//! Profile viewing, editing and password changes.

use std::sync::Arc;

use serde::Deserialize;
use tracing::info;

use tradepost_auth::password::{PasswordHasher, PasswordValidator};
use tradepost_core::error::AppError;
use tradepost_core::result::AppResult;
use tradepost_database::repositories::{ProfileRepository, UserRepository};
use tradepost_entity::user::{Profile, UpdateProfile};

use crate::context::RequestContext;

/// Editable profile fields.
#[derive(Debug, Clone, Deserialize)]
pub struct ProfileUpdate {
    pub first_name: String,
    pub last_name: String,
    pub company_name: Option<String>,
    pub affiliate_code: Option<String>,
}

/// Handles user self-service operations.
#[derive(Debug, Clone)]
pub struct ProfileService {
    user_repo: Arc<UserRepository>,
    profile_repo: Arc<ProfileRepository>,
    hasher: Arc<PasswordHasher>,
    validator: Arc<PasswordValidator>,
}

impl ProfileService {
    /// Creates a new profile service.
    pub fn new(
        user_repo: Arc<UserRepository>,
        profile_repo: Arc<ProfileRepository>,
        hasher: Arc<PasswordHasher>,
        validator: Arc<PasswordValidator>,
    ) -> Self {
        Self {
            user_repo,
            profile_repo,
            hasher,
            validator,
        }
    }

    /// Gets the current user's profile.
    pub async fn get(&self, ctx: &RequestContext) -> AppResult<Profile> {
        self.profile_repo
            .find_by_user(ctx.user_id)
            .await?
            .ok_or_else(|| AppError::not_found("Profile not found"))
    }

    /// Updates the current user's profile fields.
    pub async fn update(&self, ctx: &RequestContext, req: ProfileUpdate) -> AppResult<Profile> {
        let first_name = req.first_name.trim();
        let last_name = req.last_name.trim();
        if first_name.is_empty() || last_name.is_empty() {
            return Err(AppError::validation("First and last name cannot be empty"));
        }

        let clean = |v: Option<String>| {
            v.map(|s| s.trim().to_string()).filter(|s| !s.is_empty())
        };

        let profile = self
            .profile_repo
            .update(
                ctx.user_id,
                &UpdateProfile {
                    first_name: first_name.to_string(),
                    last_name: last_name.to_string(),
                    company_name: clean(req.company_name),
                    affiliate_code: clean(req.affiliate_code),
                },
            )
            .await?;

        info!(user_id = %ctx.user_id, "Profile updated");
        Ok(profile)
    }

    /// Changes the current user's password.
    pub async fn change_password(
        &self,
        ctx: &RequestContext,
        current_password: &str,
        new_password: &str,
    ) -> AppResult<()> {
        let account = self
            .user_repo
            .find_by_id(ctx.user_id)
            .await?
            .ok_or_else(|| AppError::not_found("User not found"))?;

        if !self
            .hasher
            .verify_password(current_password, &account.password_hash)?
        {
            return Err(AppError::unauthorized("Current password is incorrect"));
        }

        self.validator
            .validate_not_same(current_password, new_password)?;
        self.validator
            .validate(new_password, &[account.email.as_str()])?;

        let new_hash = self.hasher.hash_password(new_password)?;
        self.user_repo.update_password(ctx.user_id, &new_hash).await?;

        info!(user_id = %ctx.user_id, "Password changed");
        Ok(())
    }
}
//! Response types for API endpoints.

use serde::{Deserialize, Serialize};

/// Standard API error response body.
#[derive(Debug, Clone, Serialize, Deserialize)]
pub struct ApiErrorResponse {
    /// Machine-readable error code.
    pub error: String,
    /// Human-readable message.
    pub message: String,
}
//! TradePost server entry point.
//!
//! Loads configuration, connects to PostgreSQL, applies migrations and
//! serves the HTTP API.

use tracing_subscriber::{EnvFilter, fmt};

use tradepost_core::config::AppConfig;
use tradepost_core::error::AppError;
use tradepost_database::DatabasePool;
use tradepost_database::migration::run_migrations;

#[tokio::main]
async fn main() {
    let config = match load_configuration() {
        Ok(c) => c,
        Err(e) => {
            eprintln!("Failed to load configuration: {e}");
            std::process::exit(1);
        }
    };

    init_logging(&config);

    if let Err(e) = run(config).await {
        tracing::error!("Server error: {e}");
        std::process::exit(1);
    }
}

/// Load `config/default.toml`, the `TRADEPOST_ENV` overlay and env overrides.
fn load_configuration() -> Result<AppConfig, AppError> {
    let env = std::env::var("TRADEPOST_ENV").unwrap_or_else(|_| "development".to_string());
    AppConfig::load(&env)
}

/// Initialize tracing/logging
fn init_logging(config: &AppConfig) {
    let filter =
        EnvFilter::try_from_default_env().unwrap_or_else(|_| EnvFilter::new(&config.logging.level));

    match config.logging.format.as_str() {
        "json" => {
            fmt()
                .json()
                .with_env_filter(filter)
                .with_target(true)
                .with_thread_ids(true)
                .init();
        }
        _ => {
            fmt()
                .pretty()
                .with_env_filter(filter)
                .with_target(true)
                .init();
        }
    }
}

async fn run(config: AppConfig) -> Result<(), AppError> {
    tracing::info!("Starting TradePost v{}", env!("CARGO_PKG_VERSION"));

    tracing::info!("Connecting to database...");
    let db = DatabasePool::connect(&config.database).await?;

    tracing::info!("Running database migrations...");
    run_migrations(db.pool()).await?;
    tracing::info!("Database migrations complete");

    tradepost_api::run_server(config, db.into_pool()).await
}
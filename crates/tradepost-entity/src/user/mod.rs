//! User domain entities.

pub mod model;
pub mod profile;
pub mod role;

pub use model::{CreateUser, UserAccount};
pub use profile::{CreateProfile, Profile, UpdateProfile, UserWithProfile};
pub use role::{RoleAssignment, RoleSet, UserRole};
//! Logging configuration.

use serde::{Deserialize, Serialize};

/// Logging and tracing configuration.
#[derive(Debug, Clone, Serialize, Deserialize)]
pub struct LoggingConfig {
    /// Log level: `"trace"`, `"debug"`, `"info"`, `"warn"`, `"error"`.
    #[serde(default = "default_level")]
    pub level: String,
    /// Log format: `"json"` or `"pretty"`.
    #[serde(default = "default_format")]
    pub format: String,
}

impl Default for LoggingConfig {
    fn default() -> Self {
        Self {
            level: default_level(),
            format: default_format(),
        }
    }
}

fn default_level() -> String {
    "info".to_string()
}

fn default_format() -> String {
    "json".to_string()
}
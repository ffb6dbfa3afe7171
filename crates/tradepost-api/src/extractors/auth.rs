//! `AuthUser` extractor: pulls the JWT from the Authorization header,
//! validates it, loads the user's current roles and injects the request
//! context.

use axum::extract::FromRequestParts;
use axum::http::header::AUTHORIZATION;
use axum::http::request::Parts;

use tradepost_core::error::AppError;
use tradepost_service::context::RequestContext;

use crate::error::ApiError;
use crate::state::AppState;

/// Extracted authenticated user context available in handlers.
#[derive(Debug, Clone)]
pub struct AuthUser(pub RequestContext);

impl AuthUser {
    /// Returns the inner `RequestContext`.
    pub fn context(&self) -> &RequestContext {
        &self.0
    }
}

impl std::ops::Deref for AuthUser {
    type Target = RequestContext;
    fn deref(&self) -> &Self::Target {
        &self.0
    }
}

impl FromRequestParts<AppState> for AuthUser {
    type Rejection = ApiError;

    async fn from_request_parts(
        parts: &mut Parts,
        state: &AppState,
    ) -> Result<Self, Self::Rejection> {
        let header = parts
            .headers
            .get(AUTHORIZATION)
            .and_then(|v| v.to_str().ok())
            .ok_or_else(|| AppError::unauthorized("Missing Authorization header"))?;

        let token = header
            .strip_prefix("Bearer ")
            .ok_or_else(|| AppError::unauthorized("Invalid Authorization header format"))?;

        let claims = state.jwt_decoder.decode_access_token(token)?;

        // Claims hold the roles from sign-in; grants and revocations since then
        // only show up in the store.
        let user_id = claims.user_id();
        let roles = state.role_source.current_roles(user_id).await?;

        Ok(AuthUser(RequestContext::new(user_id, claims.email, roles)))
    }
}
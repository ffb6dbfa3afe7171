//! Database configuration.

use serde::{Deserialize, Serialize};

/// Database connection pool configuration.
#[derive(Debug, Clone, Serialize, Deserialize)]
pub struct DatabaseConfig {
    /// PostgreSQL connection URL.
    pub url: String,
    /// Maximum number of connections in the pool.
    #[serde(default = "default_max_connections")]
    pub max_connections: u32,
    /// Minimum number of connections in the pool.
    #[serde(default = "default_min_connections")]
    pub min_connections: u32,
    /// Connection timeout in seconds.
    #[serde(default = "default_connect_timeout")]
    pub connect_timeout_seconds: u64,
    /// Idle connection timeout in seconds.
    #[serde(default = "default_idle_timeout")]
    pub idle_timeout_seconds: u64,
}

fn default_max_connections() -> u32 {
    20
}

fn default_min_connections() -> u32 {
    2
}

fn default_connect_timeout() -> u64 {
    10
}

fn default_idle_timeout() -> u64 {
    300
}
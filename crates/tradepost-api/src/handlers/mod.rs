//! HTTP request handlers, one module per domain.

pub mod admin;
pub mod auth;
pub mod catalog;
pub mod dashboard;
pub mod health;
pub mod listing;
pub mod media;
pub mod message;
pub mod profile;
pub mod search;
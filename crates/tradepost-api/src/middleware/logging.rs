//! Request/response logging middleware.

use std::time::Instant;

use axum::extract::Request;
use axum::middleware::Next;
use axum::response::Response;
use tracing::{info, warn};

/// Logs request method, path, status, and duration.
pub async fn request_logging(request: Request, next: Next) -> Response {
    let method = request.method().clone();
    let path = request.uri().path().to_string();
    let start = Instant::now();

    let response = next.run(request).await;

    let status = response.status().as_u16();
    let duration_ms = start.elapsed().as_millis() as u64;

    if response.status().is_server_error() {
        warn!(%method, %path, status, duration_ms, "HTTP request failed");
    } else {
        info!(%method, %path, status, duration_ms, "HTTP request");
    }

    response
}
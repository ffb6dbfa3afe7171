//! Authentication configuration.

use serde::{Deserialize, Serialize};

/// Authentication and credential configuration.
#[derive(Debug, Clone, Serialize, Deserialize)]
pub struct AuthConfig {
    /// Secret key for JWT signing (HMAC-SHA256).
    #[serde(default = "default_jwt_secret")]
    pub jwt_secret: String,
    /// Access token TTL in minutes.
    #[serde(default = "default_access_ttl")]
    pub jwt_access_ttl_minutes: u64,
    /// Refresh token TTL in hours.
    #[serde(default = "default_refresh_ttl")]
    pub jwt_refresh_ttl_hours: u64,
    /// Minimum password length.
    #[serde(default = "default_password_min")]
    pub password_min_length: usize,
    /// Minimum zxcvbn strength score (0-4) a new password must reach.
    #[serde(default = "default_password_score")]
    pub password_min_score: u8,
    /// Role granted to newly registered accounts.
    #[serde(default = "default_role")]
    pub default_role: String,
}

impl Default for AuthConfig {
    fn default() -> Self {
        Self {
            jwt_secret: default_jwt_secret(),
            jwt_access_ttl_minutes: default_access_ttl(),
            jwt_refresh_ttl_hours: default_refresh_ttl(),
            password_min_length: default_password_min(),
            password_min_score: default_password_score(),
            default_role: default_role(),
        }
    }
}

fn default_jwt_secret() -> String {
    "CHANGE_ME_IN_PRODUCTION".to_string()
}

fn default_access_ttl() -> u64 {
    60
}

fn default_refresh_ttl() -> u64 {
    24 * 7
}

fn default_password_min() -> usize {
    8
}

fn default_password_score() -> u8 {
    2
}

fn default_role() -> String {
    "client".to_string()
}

+--

__Directions for this task__. Copy out each line of the records where the string "async" appears.

__Output of the task__.
    pub async fn get(&self, ctx: &RequestContext) -> AppResult<Profile> {
    pub async fn update(&self, ctx: &RequestContext, req: ProfileUpdate) -> AppResult<Profile> {
    pub async fn change_password(
async fn main() {
async fn run(config: AppConfig) -> Result<(), AppError> {
    async fn from_request_parts(
pub async fn request_logging(request: Request, next: Next) -> Response {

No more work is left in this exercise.